AREL, Nathalie1, MARTEL, Richard1, LEFEBVRE, René1, THIBOUTOT, Sonia2 and AMPLEMAN, Guy2, (1)Institut National de la Recherche Scientifique - Eau, Terre et Environnement, 880 Chemin Sainte-Foy, bur. 840, C.P. 7500, Sainte-Foy, QC G1V 4C7, Canada, (2)Defence R & D Canada-Valcartier, National Defence, 2459 Boulevard Pie XI Nord, Val Belair, QC G3J 1X5, Canada, narel@nrcan.gc.ca

The Arnhem anti-tank training range has been used at the BCF-Valcartier military base since the 70’s. The ammunition used for training is the M72 rocket which has an explosive charge made of 300 g of Octol (60% HMX, 30% TNT and 10% RDX). The misfires of M72 rockets leave unexploded charges at the soil surface and the rain and snow melt waters dissolve and transport energetic materials (EM) into the ground water through the vadose zone. Since 1998, a hydrogeological study has been on-going at the range to understand the behaviour and the fate of EM in the unsaturated and in the saturated zone. The first characterisation phase mainly focused on the saturated zone and the data obtained were integrated in a 3-D numerical model representing groundwater flow and solute transport. This paper reports on the second characterisation phase focusing on the unsaturated zone.

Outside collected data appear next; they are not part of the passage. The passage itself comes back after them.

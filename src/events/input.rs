//! Input payloads and events.
//!
//! The platform layer turns device events into [`RawInput`] values. The
//! [`InputDispatcher`](crate::resources::input::InputDispatcher) maps those
//! through its bindings to an abstract `(input_id, InputData)` pair, wrapped
//! in an [`InputEvent`], which is what states and listeners see.

use std::fmt;
use std::str::FromStr;

use bevy_ecs::prelude::*;
use serde::{Deserialize, Serialize};

use crate::error::Error;
use crate::math::Vec2;

pub const MOUSE_BUTTON_1: u8 = 1;
pub const MOUSE_BUTTON_2: u8 = 2;
pub const MOUSE_BUTTON_3: u8 = 3;

pub const MOUSE_MOTION_UP: (i32, i32) = (0, -1);
pub const MOUSE_MOTION_RIGHT: (i32, i32) = (1, 0);
pub const MOUSE_MOTION_DOWN: (i32, i32) = (0, 1);
pub const MOUSE_MOTION_LEFT: (i32, i32) = (-1, 0);

pub const MOUSE_WHEEL_UP: (i32, i32) = (0, -1);
pub const MOUSE_WHEEL_RIGHT: (i32, i32) = (1, 0);
pub const MOUSE_WHEEL_DOWN: (i32, i32) = (0, 1);
pub const MOUSE_WHEEL_LEFT: (i32, i32) = (-1, 0);

/// Modifier bit flags carried by keyboard events.
pub mod modifiers {
    pub const NONE: u16 = 0;
    pub const SHIFT: u16 = 1;
    pub const CTRL: u16 = 1 << 1;
    pub const ALT: u16 = 1 << 2;
}

/// Physical keys that can be bound to an input id.
#[derive(Debug, Clone, Copy, PartialEq, Eq, Hash, Serialize, Deserialize)]
pub enum Key {
    Left,
    Right,
    Up,
    Down,
    Space,
    Return,
    Escape,
    Tab,
    Backspace,
    Delete,
    Home,
    End,
    PageUp,
    PageDown,
    LShift,
    RShift,
    LCtrl,
    RCtrl,
    LAlt,
    RAlt,
    /// Digit key `0`..=`9`.
    Num(u8),
    /// Letter key, always lowercase.
    Char(char),
    /// Function key `F1`..=`F15`.
    F(u8),
}

const NAMED_KEYS: [(&str, Key); 20] = [
    ("left", Key::Left),
    ("right", Key::Right),
    ("up", Key::Up),
    ("down", Key::Down),
    ("space", Key::Space),
    ("return", Key::Return),
    ("escape", Key::Escape),
    ("tab", Key::Tab),
    ("backspace", Key::Backspace),
    ("delete", Key::Delete),
    ("home", Key::Home),
    ("end", Key::End),
    ("pageup", Key::PageUp),
    ("pagedown", Key::PageDown),
    ("lshift", Key::LShift),
    ("rshift", Key::RShift),
    ("lctrl", Key::LCtrl),
    ("rctrl", Key::RCtrl),
    ("lalt", Key::LAlt),
    ("ralt", Key::RAlt),
];

impl FromStr for Key {
    type Err = Error;

    /// Parse a config-file key name: `left`, `return`/`enter`, `escape`/`esc`,
    /// a single letter or digit, or `f1`..`f15`. Case-insensitive.
    fn from_str(s: &str) -> Result<Self, Self::Err> {
        let name = s.trim().to_ascii_lowercase();
        let alias = match name.as_str() {
            "enter" => "return",
            "esc" => "escape",
            other => other,
        };
        if let Some((_, key)) = NAMED_KEYS.iter().find(|(n, _)| *n == alias) {
            return Ok(*key);
        }

        let mut chars = alias.chars();
        if let (Some(c), None) = (chars.next(), chars.next()) {
            if c.is_ascii_lowercase() {
                return Ok(Key::Char(c));
            }
            if let Some(d) = c.to_digit(10) {
                return Ok(Key::Num(d as u8));
            }
        }

        if let Some(n) = alias.strip_prefix('f').and_then(|n| n.parse::<u8>().ok()) {
            if (1..=15).contains(&n) {
                return Ok(Key::F(n));
            }
        }

        Err(Error::InvalidArgument(format!("unknown key name '{s}'")))
    }
}

impl fmt::Display for Key {
    fn fmt(&self, f: &mut fmt::Formatter<'_>) -> fmt::Result {
        match self {
            Key::Num(d) => write!(f, "{d}"),
            Key::Char(c) => write!(f, "{c}"),
            Key::F(n) => write!(f, "f{n}"),
            named => {
                let name = NAMED_KEYS
                    .iter()
                    .find(|(_, k)| k == named)
                    .map(|(n, _)| *n)
                    .unwrap_or("?");
                f.write_str(name)
            }
        }
    }
}

/// Device event as reported by the platform layer.
#[derive(Debug, Clone, PartialEq)]
pub enum RawInput {
    KeyDown {
        key: Key,
        modifiers: u16,
        unicode: Option<char>,
    },
    KeyUp {
        key: Key,
        modifiers: u16,
        unicode: Option<char>,
    },
    MouseButtonDown {
        button: u8,
        position: Vec2,
    },
    MouseButtonUp {
        button: u8,
        position: Vec2,
    },
    MouseWheel {
        x: i32,
        y: i32,
        flipped: bool,
    },
    MouseMotion {
        position: Vec2,
        rel: (i32, i32),
        buttons: [bool; 3],
    },
}

impl RawInput {
    /// Plain key press without modifiers.
    pub fn key_down(key: Key) -> Self {
        RawInput::KeyDown {
            key,
            modifiers: modifiers::NONE,
            unicode: None,
        }
    }

    /// Plain key release without modifiers.
    pub fn key_up(key: Key) -> Self {
        RawInput::KeyUp {
            key,
            modifiers: modifiers::NONE,
            unicode: None,
        }
    }
}

#[derive(Debug, Clone, Copy, PartialEq, Eq, Default)]
pub struct KeyboardData {
    pub pressed: bool,
    pub released: bool,
    pub modifiers: u16,
    pub unicode: Option<char>,
}

impl KeyboardData {
    pub fn press(unicode: Option<char>) -> Self {
        KeyboardData {
            pressed: true,
            released: false,
            modifiers: modifiers::NONE,
            unicode,
        }
    }

    pub fn release(unicode: Option<char>) -> Self {
        KeyboardData {
            pressed: false,
            released: true,
            modifiers: modifiers::NONE,
            unicode,
        }
    }
}

#[derive(Debug, Clone, Copy, PartialEq, Default)]
pub struct MouseClickData {
    pub pressed: bool,
    pub released: bool,
    pub button: u8,
    pub position: Vec2,
}

#[derive(Debug, Clone, Copy, PartialEq, Eq, Default)]
pub struct MouseWheelData {
    pub flipped: bool,
}

#[derive(Debug, Clone, Copy, PartialEq, Default)]
pub struct MouseMotionData {
    pub position: Vec2,
    pub buttons: [bool; 3],
}

/// Payload delivered with an input id.
#[derive(Debug, Clone, Copy, PartialEq)]
pub enum InputData {
    Keyboard(KeyboardData),
    MouseClick(MouseClickData),
    MouseWheel(MouseWheelData),
    MouseMotion(MouseMotionData),
}

impl InputData {
    /// True for key presses and mouse button presses.
    pub fn is_pressed(&self) -> bool {
        match self {
            InputData::Keyboard(k) => k.pressed,
            InputData::MouseClick(m) => m.pressed,
            _ => false,
        }
    }

    /// True for key releases and mouse button releases.
    pub fn is_released(&self) -> bool {
        match self {
            InputData::Keyboard(k) => k.released,
            InputData::MouseClick(m) => m.released,
            _ => false,
        }
    }
}

/// A bound input, triggered after listeners and the active state saw it.
#[derive(Event, Debug, Clone, PartialEq)]
pub struct InputEvent {
    pub input_id: String,
    pub data: InputData,
}

#[cfg(test)]
mod tests {
    use super::*;

    #[test]
    fn test_key_from_str_named_and_aliases() {
        assert_eq!("left".parse::<Key>(), Ok(Key::Left));
        assert_eq!("Enter".parse::<Key>(), Ok(Key::Return));
        assert_eq!("ESC".parse::<Key>(), Ok(Key::Escape));
        assert_eq!(" pageup ".parse::<Key>(), Ok(Key::PageUp));
    }

    #[test]
    fn test_key_from_str_chars_digits_and_function_keys() {
        assert_eq!("p".parse::<Key>(), Ok(Key::Char('p')));
        assert_eq!("P".parse::<Key>(), Ok(Key::Char('p')));
        assert_eq!("7".parse::<Key>(), Ok(Key::Num(7)));
        assert_eq!("f12".parse::<Key>(), Ok(Key::F(12)));
        assert!("f16".parse::<Key>().is_err());
        assert!("hyper".parse::<Key>().is_err());
    }

    #[test]
    fn test_key_display_round_trips() {
        for key in [Key::Up, Key::Char('x'), Key::Num(3), Key::F(5), Key::RAlt] {
            assert_eq!(key.to_string().parse::<Key>(), Ok(key));
        }
    }

    #[test]
    fn test_pressed_released_helpers() {
        assert!(InputData::Keyboard(KeyboardData::press(None)).is_pressed());
        assert!(InputData::Keyboard(KeyboardData::release(None)).is_released());
        assert!(!InputData::MouseWheel(MouseWheelData { flipped: false }).is_pressed());
    }
}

The characterisation of the unsaturated zone began in 2000. Five lysimeter boxes were installed at 0.5 and 1 m depths in three different locations around the anti-tank range. Octol and tracer (NaCl) were placed on the top surface of each lysimeter box to monitor water infiltration and EM transport during 10 months. These lysimeter boxes provide a mean to evaluate the biodegradation and the retardation factors of EM on site as well as an evaluation of the infiltration rates. The preliminary results showed that TNT may be partly adsorbed and partly biodegraded and photodegraded. The same is not applicable to RDX and HMX. A small quantity of HMX and RDX probably goes in solution in water. When HMX and RDX are in solution, a small part can mineralise or degrade under UV light whereas the majority of the mass in solution goes down to groundwater.

Laboratory experiments were also made to reproduce the behaviour of EM under unsaturated conditions. Four large sand column (0.21 m diameter) experiments were carried out with lengths of 0.5 m (2 columns), 0.9 m and 3 m. The columns were all put under the same conditions of irrigation and temperature and were all kept in darkness except for one of the two small columns (0.5 m long) which was placed under a UV lamp to determine the amplitude of EM photodegradation. Microcosm experiments were also carried out to evaluate EM biodegradation and mineralisation rates under unsaturated and aerobic conditions.